Modern engines require precise measurement of the respective position of the camshaft to control the timing of fuel injection in order to achieve reduced fuel consumption and emissions requirements, optimizing overall engine operation. At present, the method for measuring the phase of the cam shaft of the internal combustion engine is to integrate or install a cam shaft signal panel on the cam shaft, wherein the signal panel and the cam shaft have corresponding relation, and the phase of the cam shaft is prejudged by measuring the position relation on the signal panel.

The above-mentioned technical solution has at least two drawbacks, one is that the structure is complex, and in the detection of the corresponding position of the camshaft, not only a mechanical structure such as a mechanical connection relationship between the camshaft and the signal panel, but also a corresponding signal processing circuit such as an electrical connection between the signal panel and the signal processing circuit and a technical solution of signal processing are required, which will certainly increase the complexity of the engine. Secondly, most cams on the existing cam shafts are of symmetrical structures, so that the output change curve of the cam shafts is always a U-shaped line or parabola, and the output is hard to control for a user, so that the complexity of a driving device using the engine is increased.

Disclosure of Invention

In view of the above, the present application provides a rotational position detecting actuator for ignition control of a gas engine, which has a simple structure and is easy to control, so as to solve the above-mentioned problems.

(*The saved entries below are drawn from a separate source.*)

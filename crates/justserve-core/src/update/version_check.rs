//! Version checking against GitHub releases.

use std::time::Duration;

use reqwest::Client;
use serde::Deserialize;

use super::{compare_versions, select_asset, ReleaseAsset, UpdateInfo};
use crate::config::UpdateConfig;
use crate::error::{Error, Result};

const REQUEST_TIMEOUT_SECS: u64 = 10;

#[derive(Debug, Deserialize)]
struct Release {
    tag_name: String,
    #[serde(default)]
    body: Option<String>,
    #[serde(default)]
    assets: Vec<ReleaseAsset>,
}

/// Queries the latest release of the configured repository.
pub struct UpdateChecker {
    client: Client,
    release_url: String,
    current: String,
}

impl UpdateChecker {
    /// Create a checker comparing against the library version.
    #[must_use]
    pub fn new(config: &UpdateConfig) -> Self {
        Self::with_current(config, crate::VERSION)
    }

    /// Create a checker comparing against `current`.
    #[must_use]
    pub fn with_current(config: &UpdateConfig, current: &str) -> Self {
        Self {
            client: Client::new(),
            release_url: format!(
                "{}/repos/{}/releases/latest",
                config.api_base.trim_end_matches('/'),
                config.repository
            ),
            current: current.to_string(),
        }
    }

    /// Check for a newer release for this platform.
    ///
    /// # Errors
    ///
    /// Returns [`Error::UpdateCheckFailed`] if the request fails, the API
    /// answers with a non-success status, or the body cannot be parsed.
    pub async fn check(&self) -> Result<UpdateInfo> {
        let response = self
            .client
            .get(&self.release_url)
            .header(reqwest::header::ACCEPT, "application/vnd.github+json")
            .header(
                reqwest::header::USER_AGENT,
                concat!("justserve/", env!("CARGO_PKG_VERSION")),
            )
            .timeout(Duration::from_secs(REQUEST_TIMEOUT_SECS))
            .send()
            .await
            .map_err(|e| Error::UpdateCheckFailed(e.to_string()))?;

        if !response.status().is_success() {
            return Err(Error::UpdateCheckFailed(format!(
                "GitHub API returned status: {}",
                response.status()
            )));
        }

        let release: Release = response
            .json()
            .await
            .map_err(|e| Error::UpdateCheckFailed(format!("invalid release response: {e}")))?;

        Ok(self.evaluate(release, std::env::consts::OS))
    }

    fn evaluate(&self, release: Release, os: &str) -> UpdateInfo {
        if !compare_versions(&release.tag_name, &self.current) {
            tracing::debug!("{} is up to date (latest {})", self.current, release.tag_name);
            return UpdateInfo::default();
        }

        match select_asset(&release.assets, os) {
            Some(download_url) => {
                tracing::info!("Update available: {} -> {}", self.current, release.tag_name);
                UpdateInfo {
                    available: true,
                    version: release.tag_name,
                    download_url,
                    body: release.body.unwrap_or_default(),
                }
            }
            None => {
                tracing::warn!("Release {} has no downloadable assets", release.tag_name);
                UpdateInfo::default()
            }
        }
    }
}
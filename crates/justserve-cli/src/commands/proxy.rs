//! Proxy command implementation.

use anyhow::Result;

use super::ProxyArgs;
use crate::ui::CodeBox;

/// Run the proxy command.
pub async fn run(args: ProxyArgs) -> Result<()> {
    let app = super::build_app();

    let url = app
        .start_proxy(
            args.token.as_deref().unwrap_or_default(),
            &args.port,
            args.protocol.as_str(),
        )
        .await
        .inspect_err(super::show_suggestion)?;

    println!();
    println!("  Forwarding local port {}", args.port.trim_start_matches(':'));
    println!();
    CodeBox::new(&url).display();
    println!();
    println!("  Press Ctrl-C to stop");

    super::wait_for_ctrl_c().await?;
    app.shutdown().await;
    Ok(())
}
//! UI utilities for JustServe CLI.

use qrcode::render::unicode;
use qrcode::{EcLevel, QrCode};

use justserve_core::server::pages::format_transfer_size;

const BOX_WIDTH: usize = 33;

/// A formatted box announcing where something is reachable.
pub struct CodeBox<'a> {
    url: &'a str,
    code: Option<&'a str>,
    show_qr: bool,
}

impl<'a> CodeBox<'a> {
    /// Create a new box for `url`.
    #[must_use]
    pub const fn new(url: &'a str) -> Self {
        Self {
            url,
            code: None,
            show_qr: false,
        }
    }

    /// Add a transfer code to the box.
    #[must_use]
    pub const fn with_code(mut self, code: &'a str) -> Self {
        self.code = Some(code);
        self
    }

    /// Print a QR code of the URL below the box.
    #[must_use]
    pub const fn with_qr(mut self, show: bool) -> Self {
        self.show_qr = show;
        self
    }

    /// Display the box to stdout.
    pub fn display(&self) {
        for line in self.lines() {
            println!("{line}");
        }

        if self.show_qr {
            match render_qr(self.url) {
                Ok(qr) => {
                    println!();
                    for line in qr.lines() {
                        println!("  {line}");
                    }
                }
                Err(e) => tracing::warn!("Could not render QR code: {e}"),
            }
        }
    }

    fn lines(&self) -> Vec<String> {
        let mut content = Vec::new();
        if let Some(code) = self.code {
            content.push(format!("Code:  {}", format_code_spaced(code)));
        }
        content.push(self.url.to_string());

        let width = content
            .iter()
            .map(|line| line.chars().count() + 4)
            .max()
            .unwrap_or(0)
            .max(BOX_WIDTH);

        let mut lines = vec![
            format!("  ┌{}┐", "─".repeat(width)),
            format!("  │{}│", " ".repeat(width)),
        ];
        for line in &content {
            lines.push(format!("  │{}│", center_in_box(line, width)));
            lines.push(format!("  │{}│", " ".repeat(width)));
        }
        lines.push(format!("  └{}┘", "─".repeat(width)));
        lines
    }
}

fn format_code_spaced(code: &str) -> String {
    code.chars()
        .map(|c| c.to_string())
        .collect::<Vec<_>>()
        .join(" ")
}

fn center_in_box(content: &str, width: usize) -> String {
    let content_len = content.chars().count();
    let padding = width.saturating_sub(content_len);
    let left = padding / 2;
    let right = padding - left;
    format!("{}{}{}", " ".repeat(left), content, " ".repeat(right))
}

/// Render `data` as a terminal QR code using half-height blocks.
pub fn render_qr(data: &str) -> Result<String, qrcode::types::QrError> {
    let code = QrCode::with_error_correction_level(data, EcLevel::M)?;
    Ok(code
        .render::<unicode::Dense1x2>()
        .dark_color(unicode::Dense1x2::Light)
        .light_color(unicode::Dense1x2::Dark)
        .build())
}

/// One-line progress label, e.g. `1.50 MB / 3.00 MB (50%)`.
///
/// Folder downloads are ZIP streams whose final size is unknown, so the
/// percentage is capped at 100 and dropped when `total` is zero.
pub fn format_progress(done: u64, total: u64) -> String {
    if total == 0 {
        return format_transfer_size(done);
    }
    let percent = (done.saturating_mul(100) / total).min(100);
    format!(
        "{} / {} ({}%)",
        format_transfer_size(done),
        format_transfer_size(total),
        percent
    )
}
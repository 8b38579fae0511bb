//! Send command implementation.

use std::io::{self, Write};
use std::sync::Arc;

use anyhow::{Context, Result};

use justserve_core::app::App;
use justserve_core::notify::{ChannelNotifier, Event};
use justserve_core::p2p::{TransferSession, TransferStatus};
use justserve_core::server::pages::format_transfer_size;

use super::SendArgs;
use crate::ui::{format_progress, CodeBox};

/// Run the send command.
pub async fn run(args: SendArgs) -> Result<()> {
    let (notifier, mut events) = ChannelNotifier::new();
    let app = App::new(super::load_config(), Arc::new(notifier));

    let session = app
        .start_p2p_send(&args.path)
        .await
        .inspect_err(super::show_suggestion)?;

    if args.json {
        print_json("p2p-status", &session)?;
    } else {
        display_session(&session, args.qr);
    }

    let completed = loop {
        tokio::select! {
            result = tokio::signal::ctrl_c() => {
                result.context("Failed to listen for Ctrl-C")?;
                break false;
            }
            event = events.recv() => {
                let Some(event) = event else { break false };
                if args.json {
                    println!("{}", serde_json::json!({
                        "event": event.name(),
                        "payload": event.payload(),
                    }));
                    if matches!(&event, Event::P2pStatus(s) if s.status == TransferStatus::Completed) {
                        break true;
                    }
                    continue;
                }
                match event {
                    Event::P2pProgress(s) => {
                        print!("\r  {:<40}", format_progress(s.bytes_transferred, s.file_size));
                        io::stdout().flush().ok();
                    }
                    Event::P2pStatus(s) => match s.status {
                        TransferStatus::Transferring => println!("  Receiver connected"),
                        TransferStatus::Completed => break true,
                        TransferStatus::Waiting | TransferStatus::Error => {}
                    },
                    Event::P2pError(msg) => {
                        println!();
                        eprintln!("  Transfer failed: {msg}");
                        eprintln!("  Still waiting, the receiver can retry");
                    }
                    Event::ServerError(msg) => eprintln!("  Server error: {msg}"),
                }
            }
        }
    };

    app.shutdown().await;
    if !args.json {
        println!();
        if completed {
            println!("  Transfer complete!");
        } else {
            println!("  Session stopped.");
        }
    }
    Ok(())
}

fn display_session(session: &TransferSession, qr: bool) {
    let kind = if session.is_dir { "folder" } else { "file" };
    println!();
    println!(
        "  Sending {} {} ({})",
        kind,
        session.file_name,
        format_transfer_size(session.file_size)
    );
    println!();
    CodeBox::new(&session.url)
        .with_code(&session.code)
        .with_qr(qr)
        .display();
    println!();
    println!("  Waiting for a receiver. Press Ctrl-C to stop");
}

fn print_json(event: &str, session: &TransferSession) -> Result<()> {
    let line = serde_json::json!({
        "event": event,
        "payload": serde_json::to_value(session)?,
    });
    println!("{line}");
    Ok(())
}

A rotary position detecting actuator for ignition control of a gas engine includes a housing, a position sensing device provided in the housing, and a dial provided outside the housing. The housing has an axial bore. The position sensing device comprises a base plate, a cam fixedly arranged on the driving shaft, a cam sleeved on the driving shaft and a distance sensor which is arranged at a certain interval with the cam and is fixedly arranged on the driving shaft. The profile line of the section of the cam perpendicular to the axial direction of the driving shaft comprises a sensing section, a first idle section arranged at one end of the sensing section and a second idle section arranged at the other end of the sensing section. The induction section is an Archimedes spiral line, and the axis of the driving shaft and the starting point of the Archimedes spiral line are arranged in a deviated mode. The first idle section is a straight line, and the second idle section is a straight line. The distance sensor emits a signal wave. The symmetry axis of the signal wave in the advancing direction is perpendicular to a connecting line of the axis of the driving shaft and the starting point of the Archimedes spiral, the driving shaft is rotationally arranged in the shaft hole of the shell, and the dial comprises an end cover, a scale gauge arranged on the end cover and a pointer arranged on the driving shaft.

Further, the position sensing device further comprises a circuit board fixedly arranged on the shell, and the distance sensor is arranged on the circuit board.

Further, the position sensing device further comprises a first limiting mechanism and a second limiting mechanism which are respectively arranged on two sides of the cam, wherein the first limiting mechanism and the second limiting mechanism comprise a first limiting plate and a second limiting plate which are respectively fixedly arranged, and a first limiting column and a second limiting column which are respectively fixedly arranged on the base plate.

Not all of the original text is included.